Pino Imperatore

El asesino en su salsa


Скачать книгу

      —Puede ser. Eso lo dirá la autopsia.

      Improta se ensombreció.

      —¿Por qué tanto ensañamiento?

      —Odio, comisario. Solo un odio desmesurado puede llevar a un acto tan cruel. No hay otra explicación. Un odio acumulado en el tiempo, debido a motivos que debemos descubrir.

      —¿Y por qué la coreografía culinaria? ¿El ajo, el aceite, el peperoncino, la sartén…?

      —Tengo una hipótesis, pero debo elaborarla mejor para no sacar conclusiones apresuradas.

      —Adelante con eso —dijo Improta apoyando las manos sobre el escritorio—. Antes de Navidad debemos meter al asesino en la cárcel. ¿Piensas que el delito es obra de una sola persona?

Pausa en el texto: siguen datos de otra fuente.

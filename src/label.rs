use std::fmt;
use std::str::FromStr;

use anyhow::anyhow;
use serde::{Deserialize, Serialize};

use crate::projection::Side;

/// Odds-derived bucket used to group comparable matches.
///
/// Variants are declared in classification precedence order.
#[derive(Debug, Clone, Copy, PartialEq, Eq, PartialOrd, Ord, Hash, Serialize, Deserialize)]
pub enum Label {
    #[serde(rename = "SuperCompetitive")]
    SuperCompetitive,
    #[serde(rename = "Home-StrongFavorite")]
    HomeStrongFavorite,
    #[serde(rename = "Home-MediumFavorite")]
    HomeMediumFavorite,
    #[serde(rename = "Home-SmallFavorite")]
    HomeSmallFavorite,
    #[serde(rename = "Away-StrongFavorite")]
    AwayStrongFavorite,
    #[serde(rename = "Away-MediumFavorite")]
    AwayMediumFavorite,
    #[serde(rename = "Away-SmallFavorite")]
    AwaySmallFavorite,
    #[serde(rename = "Other")]
    Other,
}

impl Label {
    pub const ALL: [Label; 8] = [
        Label::SuperCompetitive,
        Label::HomeStrongFavorite,
        Label::HomeMediumFavorite,
        Label::HomeSmallFavorite,
        Label::AwayStrongFavorite,
        Label::AwayMediumFavorite,
        Label::AwaySmallFavorite,
        Label::Other,
    ];

    pub fn as_str(self) -> &'static str {
        match self {
            Label::SuperCompetitive => "SuperCompetitive",
            Label::HomeStrongFavorite => "Home-StrongFavorite",
            Label::HomeMediumFavorite => "Home-MediumFavorite",
            Label::HomeSmallFavorite => "Home-SmallFavorite",
            Label::AwayStrongFavorite => "Away-StrongFavorite",
            Label::AwayMediumFavorite => "Away-MediumFavorite",
            Label::AwaySmallFavorite => "Away-SmallFavorite",
            Label::Other => "Other",
        }
    }

    pub fn favored_side(self) -> Option<Side> {
        match self {
            Label::HomeStrongFavorite | Label::HomeMediumFavorite | Label::HomeSmallFavorite => {
                Some(Side::Home)
            }
            Label::AwayStrongFavorite | Label::AwayMediumFavorite | Label::AwaySmallFavorite => {
                Some(Side::Away)
            }
            Label::SuperCompetitive | Label::Other => None,
        }
    }
}

impl fmt::Display for Label {
    fn fmt(&self, f: &mut fmt::Formatter<'_>) -> fmt::Result {
        f.pad(self.as_str())
    }
}

impl FromStr for Label {
    type Err = anyhow::Error;

    fn from_str(s: &str) -> Result<Self, Self::Err> {
        let key = s.trim();
        Label::ALL
            .into_iter()
            .find(|label| label.as_str().eq_ignore_ascii_case(key))
            .ok_or_else(|| anyhow!("unknown label {key:?}"))
    }
}

/// Maps pre-match decimal odds to a [`Label`].
///
/// Home tiers are always checked before away tiers; a match only reaches the away tiers when
/// the home price is above 3.0.
pub fn classify(home: Option<f64>, away: Option<f64>) -> Label {
    let (Some(h), Some(a)) = (home, away) else {
        return Label::Other;
    };
    if !h.is_finite() || !a.is_finite() {
        return Label::Other;
    }

    if h <= 3.0 && a <= 3.0 {
        return Label::SuperCompetitive;
    }

    if h < 1.5 {
        return Label::HomeStrongFavorite;
    } else if (1.5..=2.0).contains(&h) {
        return Label::HomeMediumFavorite;
    } else if h > 2.0 && h <= 3.0 {
        return Label::HomeSmallFavorite;
    }

    if a < 1.5 {
        Label::AwayStrongFavorite
    } else if (1.5..=2.0).contains(&a) {
        Label::AwayMediumFavorite
    } else if a > 2.0 && a <= 3.0 {
        Label::AwaySmallFavorite
    } else {
        Label::Other
    }
}

/// Classifies raw text odds as exported by the data provider.
pub fn classify_raw(home: &str, away: &str) -> Label {
    classify(parse_decimal_odds(home), parse_decimal_odds(away))
}

/// Parses a decimal price, accepting a comma as the decimal separator.
pub fn parse_decimal_odds(raw: &str) -> Option<f64> {
    let s = raw.trim();
    if s.is_empty() || s == "-" {
        return None;
    }
    let v = s.replace(',', ".").parse::<f64>().ok()?;
    v.is_finite().then_some(v)
}

#[cfg(test)]
mod tests {
    use super::*;

    #[test]
    fn precedence_matches_documented_tiers() {
        assert_eq!(classify(Some(2.5), Some(2.9)), Label::SuperCompetitive);
        assert_eq!(classify(Some(3.0), Some(3.0)), Label::SuperCompetitive);
        assert_eq!(classify(Some(1.3), Some(9.0)), Label::HomeStrongFavorite);
        assert_eq!(classify(Some(1.5), Some(6.0)), Label::HomeMediumFavorite);
        assert_eq!(classify(Some(2.0), Some(4.0)), Label::HomeMediumFavorite);
        assert_eq!(classify(Some(2.01), Some(3.4)), Label::HomeSmallFavorite);
        assert_eq!(classify(Some(8.0), Some(1.4)), Label::AwayStrongFavorite);
        assert_eq!(classify(Some(5.0), Some(1.5)), Label::AwayMediumFavorite);
        assert_eq!(classify(Some(3.2), Some(2.5)), Label::AwaySmallFavorite);
        assert_eq!(classify(Some(3.5), Some(3.5)), Label::Other);
    }

    #[test]
    fn missing_or_nan_odds_are_other() {
        assert_eq!(classify(None, Some(1.2)), Label::Other);
        assert_eq!(classify(Some(1.2), None), Label::Other);
        assert_eq!(classify(Some(f64::NAN), Some(2.0)), Label::Other);
        assert_eq!(classify(Some(f64::INFINITY), Some(2.0)), Label::Other);
        assert_eq!(classify_raw("abc", "2,1"), Label::Other);
    }

    #[test]
    fn comma_decimals_parse() {
        assert_eq!(parse_decimal_odds("1,85"), Some(1.85));
        assert_eq!(parse_decimal_odds(" 2.10 "), Some(2.10));
        assert_eq!(parse_decimal_odds(""), None);
        assert_eq!(classify_raw("1,4", "7,5"), Label::HomeStrongFavorite);
    }

    #[test]
    fn labels_round_trip_through_display() {
        for label in Label::ALL {
            assert_eq!(label.to_string().parse::<Label>().unwrap(), label);
        }
        assert!("Nope".parse::<Label>().is_err());
    }

    #[test]
    fn favored_side_follows_prefix() {
        assert_eq!(Label::HomeSmallFavorite.favored_side(), Some(Side::Home));
        assert_eq!(Label::AwayStrongFavorite.favored_side(), Some(Side::Away));
        assert_eq!(Label::SuperCompetitive.favored_side(), None);
    }
}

      —Es muy probable. La dinámica hace pensar que fue así.

      —Buen trabajo, Gianni. Y no te olvides la lupa.

      —Nunca —respondió Scapece sacando del abrigo su inseparable compañera de investigaciones.

      La comisaría ocupaba los primeros pisos de uno de los tantos edificios construidos en Mergellina después de que rellenaran el terreno que, entre los siglos XIX y XX, se había ganado a la costa. Cuatro departamentos adaptados, con ambientes altos y amplios, con frisos en yeso sobre el techo, restos de murales con algunas escenas campestres y marinas sobre algunas paredes.

      La oficina de Scapece, en el segundo piso, tenía un ventanal que daba a la calle. El inspector se apoyó en los vidrios y miró hacia la trattoria Parthenope. Las persianas del local estaba levantadas, las luces en el interior, encendidas. Más allá de la puerta de entrada se entreveían sombras en movimiento.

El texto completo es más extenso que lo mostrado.